Perata’s committee, Leadership California, can accept unlimited donations to help pay for ballot measure campaigns, such as the $5.4-billion water bond that Perata seeks to place on the Feb. 5 ballot.

There’s nothing illegal about the donations so long as no quid pro quo was arranged, said Robert Stern, president of the nonprofit Center for Governmental Studies in Los Angeles. But the Anschutz check coming so close to final action on a bill the company sought “looks like a thank you,” he said.

The donation is presumably to help Perata pay for a ballot measure campaign, said Stern, “but the reason it is given, in my mind, has more to do with governmental access.”

“This is the way, unfortunately, that our system works,” said Stern.

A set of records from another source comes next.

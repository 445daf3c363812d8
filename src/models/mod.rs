// src/models/mod.rs

//! Domain models for the market data layer.
//!
//! This module contains all data structures used throughout the application,
//! organized by their primary purpose.

mod api;
mod config;
mod criteria;
mod posting;

// Re-export all public types
pub use api::{
    AlertJobs, AlertRequest, CompanyStat, DashboardStats, ExperienceAnalysis, ExportFormat,
    ExportResult, HotTechnology, JobAlert, LevelShare, LocationStat, MarketGrowth, MarketInsights,
    MarketReport, MonthlyCount, Notification, NotificationsResponse, RecentActivity,
    ReportSummary, SalaryPoint, SalaryTrends, ScanRequest, ScanResult, SearchResponse,
    TechnologyStat,
};
pub use config::{ApiConfig, CacheConfig, Config, LoggingConfig, SearchConfig, TaggerConfig};
pub(crate) use criteria::non_blank;
pub use criteria::{FilterCriteria, SortKey, SortOrder};
pub use posting::{ExperienceLevel, JobPosting, JobType, SalaryRange, parse_timestamp};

Companies owned or controlled by Denver billionaire Philip Anschutz have been major donors to politicians and their ballot measures. For example, Anschutz companies have donated $927,000 to political causes in California since 2005, including $100,000 to Rebuilding California, the Perata-controlled committee that funded several infrastructure bond measures on last November’s ballot. That committee’s name has since been changed to Leadership California.

The legislation Anschutz sought would allow it, in partnership with Los Angeles, to apply for some of the $2.8 billion voters agreed to borrow when they passed housing bond Proposition 1C in November.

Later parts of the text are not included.